The Hutchinson administration, always keenly interested in the political appearance, insisted on formal written notification – something it could show right-wing legislators to demonstrate that the big bad Obama government was making the state extend this heinous due process to poor people.

Wheels moved slowly, as federal bureaucratic wheels are wont.

CMS apparently wanted to frame a nice-sounding rather than scolding letter because it appreciates that Gov. Asa Hutchinson, rare among Republican governors, intends to try to salvage the private option form of Medicaid expansion.

The final email notification came at the end of the week, and the Hutchinson administration put out a news release this morning saying that, golly, gee whiz, the state has decided to start giving 30 days after new “guidance” from the feds.

That’s euphemistic political speech for: The federal government has told Arkansas to stop being in such an all-fired hurry to achieve its apparent adrenaline rush from taking health insurance from poor people.

There are four persisting issues:

One – The feds apparently are not going to enforce this 30-day policy retroactively and the state has no intention on its own to do that. So the 58,000 or so already thrown off, many no doubt incorrectly, are still out of luck.

Two – Lawsuits are being prepared arguing that the income verification process was unfair and that the notice system was unfair. One will seek class-action status. An argument that due process of law was not followed would seem by my unlicensed legal eye to be made stronger by the disparate treatment given the first batch of notices as compared to the second batch after the federal government said essentially that the first batch was done improperly.

Three – None of this will matter much in the end, some administration officials think, because – 10 days or 30 – a ton of these people are over the income level and will be struck.
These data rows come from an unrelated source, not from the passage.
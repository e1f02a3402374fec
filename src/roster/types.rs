use anyhow::{bail, Context, Result};
use serde::{Deserialize, Serialize};

use crate::scoring::{Coefficients, Observations};

/// One row of an observation grid.
///
/// `category` is derived: every write through [`StudentRecord::apply`] recomputes it,
/// and "" means no criterion has been answered yet. It is persisted under the grid's
/// own field name ([`Observations::LABEL_KEY`]); see `roster::wire`.
#[derive(Debug, Clone, PartialEq)]
pub struct StudentRecord<O> {
    pub id: String,
    pub name: String,
    pub observations: O,
    pub category: String,
}

impl<O: Observations> StudentRecord<O> {
    pub fn new(id: impl Into<String>, name: impl Into<String>) -> Self {
        Self {
            id: id.into(),
            name: name.into(),
            observations: O::default(),
            category: String::new(),
        }
    }

    /// Write one checkbox and relabel the student.
    pub fn apply(&mut self, update: O::Update, checked: bool, coefficients: &Coefficients) {
        self.observations.apply(update, checked);
        self.recompute(coefficients);
    }

    pub fn recompute(&mut self, coefficients: &Coefficients) {
        self.category = self.observations.classify(coefficients);
    }

    /// Whether a category could be determined.
    pub fn is_labelled(&self) -> bool {
        !self.category.is_empty()
    }

    /// Rows with a blank name are not kept as results.
    pub fn is_completed(&self) -> bool {
        !self.name.trim().is_empty()
    }
}

/// The ordered rows of one diagnostic session.
#[derive(Debug, Clone, PartialEq, Serialize, Deserialize)]
#[serde(transparent, bound = "O: Observations")]
pub struct Roster<O> {
    students: Vec<StudentRecord<O>>,
}

impl<O: Observations> Default for Roster<O> {
    fn default() -> Self {
        Self::blank()
    }
}

impl<O: Observations> Roster<O> {
    /// A single unnamed row, as shown when no class list has been imported.
    pub fn blank() -> Self {
        Self {
            students: vec![StudentRecord::new("1", "")],
        }
    }

    /// One blank row per imported name, with ids "1".."n" in list order.
    ///
    /// Names are taken as given: no trimming, validation or de-duplication.
    pub fn from_names(names: &[String]) -> Self {
        if names.is_empty() {
            return Self::blank();
        }

        let students = names
            .iter()
            .enumerate()
            .map(|(i, name)| StudentRecord::new((i + 1).to_string(), name.clone()))
            .collect();
        Self { students }
    }

    pub fn from_records(students: Vec<StudentRecord<O>>) -> Self {
        Self { students }
    }

    pub fn students(&self) -> &[StudentRecord<O>] {
        &self.students
    }

    pub fn len(&self) -> usize {
        self.students.len()
    }

    pub fn is_empty(&self) -> bool {
        self.students.is_empty()
    }

    fn position(&self, id_or_name: &str) -> Option<usize> {
        self.students
            .iter()
            .position(|s| s.id == id_or_name)
            .or_else(|| self.students.iter().position(|s| s.name == id_or_name))
    }

    /// Look a student up by id first, then by exact name.
    pub fn find(&self, id_or_name: &str) -> Option<&StudentRecord<O>> {
        self.position(id_or_name).map(|i| &self.students[i])
    }

    /// Look a student up and require a non-blank name, since unnamed rows are never saved.
    pub fn find_named(&self, id_or_name: &str) -> Result<&StudentRecord<O>> {
        let record = self
            .find(id_or_name)
            .with_context(|| format!("No student '{}' in {}", id_or_name, O::KIND.title()))?;
        if !record.is_completed() {
            bail!(
                "Student {} of {} has no name and would not be saved; name it first",
                record.id,
                O::KIND.title()
            );
        }
        Ok(record)
    }

    fn find_mut(&mut self, id_or_name: &str) -> Result<&mut StudentRecord<O>> {
        let index = self
            .position(id_or_name)
            .with_context(|| format!("No student '{}' in {}", id_or_name, O::KIND.title()))?;
        Ok(&mut self.students[index])
    }

    /// Append a blank row and return its id.
    pub fn add_student(&mut self, name: impl Into<String>) -> String {
        let next = self
            .students
            .iter()
            .filter_map(|s| s.id.parse::<u64>().ok())
            .max()
            .unwrap_or(0)
            + 1;
        let id = next.to_string();
        self.students.push(StudentRecord::new(id.clone(), name));
        id
    }

    /// Remove a row. The last remaining row cannot be removed.
    pub fn remove_student(&mut self, id_or_name: &str) -> Result<StudentRecord<O>> {
        let index = self
            .position(id_or_name)
            .with_context(|| format!("No student '{}' in {}", id_or_name, O::KIND.title()))?;
        if self.students.len() <= 1 {
            bail!("Cannot remove the last student of the grid");
        }
        Ok(self.students.remove(index))
    }

    pub fn rename(&mut self, id_or_name: &str, name: impl Into<String>) -> Result<()> {
        self.find_mut(id_or_name)?.name = name.into();
        Ok(())
    }

    /// Set the free-text teacher observation. Fails for grids without one.
    pub fn set_note(&mut self, id_or_name: &str, text: impl Into<String>) -> Result<()> {
        let record = self.find_mut(id_or_name)?;
        match record.observations.note_mut() {
            Some(note) => {
                *note = text.into();
                Ok(())
            }
            None => bail!("{} has no teacher observation field", O::KIND.title()),
        }
    }

    /// Write one checkbox for a student and recompute their category immediately.
    pub fn update(
        &mut self,
        id_or_name: &str,
        update: O::Update,
        checked: bool,
        coefficients: &Coefficients,
    ) -> Result<&StudentRecord<O>> {
        let record = self.find_mut(id_or_name)?;
        record.apply(update, checked, coefficients);
        Ok(&*record)
    }

    /// Relabel every row, e.g. after loading or after the coefficients changed.
    pub fn recompute_all(&mut self, coefficients: &Coefficients) {
        for student in &mut self.students {
            student.recompute(coefficients);
        }
    }

    /// Rows with a name, which are the ones saved as results.
    pub fn completed(&self) -> Vec<StudentRecord<O>> {
        self.students
            .iter()
            .filter(|s| s.is_completed())
            .cloned()
            .collect()
    }
}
If so, so be it.

Four – The potential political complication is that Hutchinson is now on record wanting to save the private option but only with  “flexibility” for the state granted by a federal waiver, and now CMS has given the state a little dose of inflexibility.

But it’s two different things – an arbitrary state initiative that is a catastrophe and gets called out by the feds, and a waiver, meaning a written contract, by which the federal government would formally agree in advance to conservatizing principles the state would apply to its private option.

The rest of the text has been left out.